Public School for us!

What may have sounded like a haisty decision to some, was a result of months of me disliking homeschooling. There are things that I really liked, as reflected on my blogs...but there were many more moments, that outweighed those, that made it torture for me to get through the day. I think it may have begun really when we moved here. There is something about me being in confined spaces that makes me get stressed out really quickly. I felt that way when we lived in an apartment, and it got better when we moved to Maumelle. That house had tall ceilings, and big open rooms...I felt I could breath, even when we had 8 people living in our house. Then we moved here. I like the house fine, but the rooms are small, and just my personality, I don't know, I felt like I was climbing them everyday. Mix that in with a special needs, high maintenance child, and I really was stressed. I thought when Talan left, things would get better. They didn't though. Everynight, at bedtime, I just felt this sickness, this sense of dread at the thought of getting up the next morning and teaching my kids. Yeah, it was that bad, and that is when I knew it was a time for change. That wasn't fair to my kids, or to me. It made me so grouchy, and there were too many days that I just threw up my hands and said, I can't do this today. Throw in a 1 yr old, and a newborn baby I hadn't planned on (but was such a delightful surprise) and you have 1 crazy homeschooling mama. I am ashamed to say that everyday for over a month, I threatened the kids with public school, and everytime Clay walked in the room he was met with complaints that, "I hate homeschooling. I wish the could go to school. I am so done" Every-single-day. Bless his heart. I know they were all so sick of listening to me.
So, alas, I finally got up the courage to put them in school. I know, I did this last year, and pulled them back out. I am pretty sure I am really done this time. At least for now, at this point in our life. Never say never, huh. I love my kids so much, and putting them school has allowed me to enjoy being around them again. And to miss them....oh how I miss them. And I love hearing all about their day. And I enjoy helping them with their homework, b/c I know it isn't my responsibility anymore to know what to teach them. I only have to show them how to do that one paper at a time. I love the smiles on their faces as they talk about their new friends. I laugh with them when they talk about the kids in their class that get in trouble....and laugh to myself knowing that is how my kids had been acting for me at home. I love their school. I love their principal. She is so genuinely nice, and really cares about her kids. Took a special effort to place my kids with teachers that would help them adjust. She is awesome. Gave us all a hug when attended a Math/Science night at school, and was genuinely excited to see us there.
Have I mentioned I can see their school from our house? How spoiled is that? I told Clay today that it would be hard to ever move from here, being so close. I love that I can step outside and see it, will drive by everytime I run an errand.
The first day I walked to pick them up from school. I think it is really quicker than driving.

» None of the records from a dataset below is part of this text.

use std::sync::mpsc::{self, Receiver, Sender, TryRecvError};
use std::thread::{self, JoinHandle};
use std::time::{Duration, Instant};

use rayon::prelude::*;
use serde::{Deserialize, Serialize};
use tracing::{debug, info};

use fractus_core::Complex;

use crate::error::RenderError;
use crate::settings::RenderSettings;
use crate::shade::Shader;

/// Minimum wall time between pixel-block flushes. One event per pixel would
/// be far too chatty and one event per frame far too unresponsive; a fixed
/// cadence of buffered rows keeps the consumer painting steadily.
pub const FLUSH_INTERVAL: Duration = Duration::from_millis(200);

/// Commands consumed by the engine worker.
///
/// A `Draw` always supersedes any in-flight run: the worker drains its
/// queue at run start and checks it again at every row boundary.
#[derive(Debug, Clone, Serialize, Deserialize)]
pub enum EngineCommand {
    Draw { id: u64, settings: RenderSettings },
    Shutdown,
}

/// Events streamed back to the submitting side.
///
/// Events carry the id of the run that produced them; a consumer that has
/// submitted a newer run simply discards events tagged with older ids —
/// the engine does not guarantee suppression of in-flight output from a
/// superseded run.
#[derive(Debug, Clone, PartialEq, Serialize, Deserialize)]
pub enum EngineEvent {
    /// Emitted after every completed row, independently of block flushes.
    Progress {
        id: u64,
        rows_completed: u32,
        total_rows: u32,
        elapsed_ms: u64,
    },
    /// A block of finished rows. `pixels` is RGBA, row-major,
    /// `width * block_height * 4` bytes; each block is self-describing so
    /// the consumer can blit it without any prior block.
    Update {
        id: u64,
        origin_row: u32,
        block_height: u32,
        width: u32,
        pixels: Vec<u8>,
    },
    /// Emitted exactly once per completed (non-superseded) run.
    Done { id: u64 },
}

/// Handle to the background render worker.
///
/// The engine owns a dedicated OS thread and communicates exclusively via
/// channels: settings snapshots in, progress/pixel-block/done events out.
/// Dropping the handle shuts the worker down.
pub struct Engine {
    tx: Sender<EngineCommand>,
    rx: Receiver<EngineEvent>,
    next_id: u64,
    worker: Option<JoinHandle<()>>,
}

impl Engine {
    /// Spawn the worker thread.
    pub fn spawn() -> Self {
        let (tx_cmd, rx_cmd) = mpsc::channel();
        let (tx_evt, rx_evt) = mpsc::channel();
        let worker = thread::spawn(move || engine_loop(rx_cmd, tx_evt));
        Self {
            tx: tx_cmd,
            rx: rx_evt,
            next_id: 0,
            worker: Some(worker),
        }
    }

    /// Submit a settings snapshot, superseding any in-flight run.
    ///
    /// The snapshot is moved into the engine and owned by it for the run's
    /// duration; callers keep (and may freely edit) their own copy.
    /// Returns the id that this run's events will carry.
    pub fn submit(&mut self, settings: RenderSettings) -> crate::Result<u64> {
        self.next_id += 1;
        let id = self.next_id;
        self.tx
            .send(EngineCommand::Draw { id, settings })
            .map_err(|_| RenderError::EngineDisconnected)?;
        Ok(id)
    }

    /// The event stream. Within one run, `Update` events arrive in strictly
    /// increasing row order and `Progress` events are monotonic.
    pub fn events(&self) -> &Receiver<EngineEvent> {
        &self.rx
    }
}

impl Drop for Engine {
    fn drop(&mut self) {
        let _ = self.tx.send(EngineCommand::Shutdown);
        if let Some(worker) = self.worker.take() {
            let _ = worker.join();
        }
    }
}

/// Render a full frame synchronously into an RGBA buffer.
///
/// This is the same per-pixel pipeline the engine runs, without the
/// chunking; useful for headless rendering and tests.
pub fn render_frame(settings: &RenderSettings) -> Vec<u8> {
    let shader = shader_for(settings);
    let width = settings.width();
    let height = settings.height();
    let mut pixels = vec![0u8; width as usize * height as usize * 4];
    pixels
        .par_chunks_mut(width as usize * 4)
        .enumerate()
        .for_each(|(y, row)| {
            render_row(settings, &shader, y as u32, row);
        });
    pixels
}

fn shader_for(settings: &RenderSettings) -> Shader {
    Shader::new(
        settings.gradient.clone(),
        settings.gradient_settings.iters_per_cycle,
        settings.iter.smooth,
        settings.fractal.escape_power(),
    )
}

/// Compute one row of pixels. Columns fan out over the rayon pool; the
/// caller's row order is what guarantees event ordering.
fn render_row(settings: &RenderSettings, shader: &Shader, y: u32, row: &mut [u8]) {
    let frame = settings.frame();
    let step = settings.complex_iter();
    let re_min = frame.re_min();
    let im = frame.im_min() + y as f64 * step;
    let fractal = settings.fractal;
    let iter = settings.iter;

    row.par_chunks_mut(4).enumerate().for_each(|(x, px)| {
        let point = Complex::new(re_min + x as f64 * step, im);
        let color = shader.shade(fractal.iterate(point, &iter));
        px.copy_from_slice(&color);
    });
}

enum RunOutcome {
    Completed,
    Superseded { id: u64, settings: Box<RenderSettings> },
    Shutdown,
}

fn engine_loop(rx: Receiver<EngineCommand>, tx: Sender<EngineEvent>) {
    let mut pending: Option<(u64, Box<RenderSettings>)> = None;
    loop {
        let (mut id, mut settings) = match pending.take() {
            Some(job) => job,
            None => match rx.recv() {
                Ok(EngineCommand::Draw { id, settings }) => (id, Box::new(settings)),
                Ok(EngineCommand::Shutdown) | Err(_) => return,
            },
        };

        // Only the newest queued request matters; everything older is
        // superseded before it ever starts.
        loop {
            match rx.try_recv() {
                Ok(EngineCommand::Draw {
                    id: newer_id,
                    settings: newer,
                }) => {
                    debug!(superseded = id, by = newer_id, "Skipping stale request");
                    id = newer_id;
                    settings = Box::new(newer);
                }
                Ok(EngineCommand::Shutdown) => return,
                Err(TryRecvError::Empty) => break,
                Err(TryRecvError::Disconnected) => return,
            }
        }

        match run(id, &settings, &rx, &tx) {
            RunOutcome::Completed => {}
            RunOutcome::Superseded { id, settings } => pending = Some((id, settings)),
            RunOutcome::Shutdown => return,
        }
    }
}

/// Execute one render run: rows top-to-bottom, a progress event per row,
/// pixel blocks flushed on the 200 ms cadence, a final `Done`.
fn run(
    id: u64,
    settings: &RenderSettings,
    rx: &Receiver<EngineCommand>,
    tx: &Sender<EngineEvent>,
) -> RunOutcome {
    let start = Instant::now();
    let width = settings.width();
    let height = settings.height();
    let shader = shader_for(settings);

    info!(
        id,
        width,
        height,
        fractal = settings.fractal.ty().label(),
        max_iter = settings.iter.max_iterations,
        "Starting progressive render"
    );

    let row_bytes = width as usize * 4;
    let mut chunk: Vec<u8> = Vec::with_capacity(row_bytes * 8);
    let mut chunk_origin: u32 = 0;
    let mut last_flush = Instant::now();

    for y in 0..height {
        // Row boundaries double as cancellation checkpoints: a newer Draw
        // supersedes this run, which restarts from row 0 with the new
        // snapshot — there is no partial-state resume.
        match rx.try_recv() {
            Ok(EngineCommand::Draw {
                id: newer_id,
                settings: newer,
            }) => {
                info!(superseded = id, by = newer_id, row = y, "Render superseded");
                return RunOutcome::Superseded {
                    id: newer_id,
                    settings: Box::new(newer),
                };
            }
            Ok(EngineCommand::Shutdown) | Err(TryRecvError::Disconnected) => {
                return RunOutcome::Shutdown
            }
            Err(TryRecvError::Empty) => {}
        }

        let chunk_len = chunk.len();
        chunk.resize(chunk_len + row_bytes, 0);
        render_row(settings, &shader, y, &mut chunk[chunk_len..]);

        let rows_completed = y + 1;
        let is_final_row = rows_completed == height;
        if is_final_row || last_flush.elapsed() >= FLUSH_INTERVAL {
            let block_height = rows_completed - chunk_origin;
            debug!(id, origin_row = chunk_origin, block_height, "Flushing pixel block");
            let sent = tx.send(EngineEvent::Update {
                id,
                origin_row: chunk_origin,
                block_height,
                width,
                pixels: std::mem::take(&mut chunk),
            });
            if sent.is_err() {
                return RunOutcome::Shutdown;
            }
            chunk_origin = rows_completed;
            last_flush = Instant::now();
        }

        let progress = tx.send(EngineEvent::Progress {
            id,
            rows_completed,
            total_rows: height,
            elapsed_ms: start.elapsed().as_millis() as u64,
        });
        if progress.is_err() {
            return RunOutcome::Shutdown;
        }
    }

    info!(id, elapsed_ms = start.elapsed().as_millis() as u64, "Render complete");
    if tx.send(EngineEvent::Done { id }).is_err() {
        return RunOutcome::Shutdown;
    }
    RunOutcome::Completed
}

I forgot to take their picture before school the first day, and they weren't the most enthusiastic bunch after school.

And, I would like to share with you the most awesome infant carseat/stroller combo ever. It is SO nice. Someone, whose friend bought it for foster babies, is letting me borrow it. I call it my limosine stroller, b/c it is that nice. I would have never bought something this nice for myself but I am LOVING it!
We saw a snake skin on the street on the way home....see, we are still learning together
And I looked over, and saw Miss Rachel chowing down on her left over lunch while we were walking. Silly girl.

4 comments:

  1. It sounds like you made the right decision, and are on a new, exciting path for your family! There are positive things about public school too. I enjoyed the time when my oldest was in school. Sometimes it's nice just to be mom and not mom/teacher too. It can get overwhelming. I applaud you for your courage to go forth with what alot of hs moms just consider, but are too afraid to take the leap. Myself included at times. Although I love hsing, sometimes I think our life would be much easier if we were not hsers, especially financially. And, also sometimes just the stressful burden I have put on myself to educate my own children.

    Enjoy this new chapter with your children, it looks like you're starting to already! Many prayers for you, and your children, as you go through this transition. :)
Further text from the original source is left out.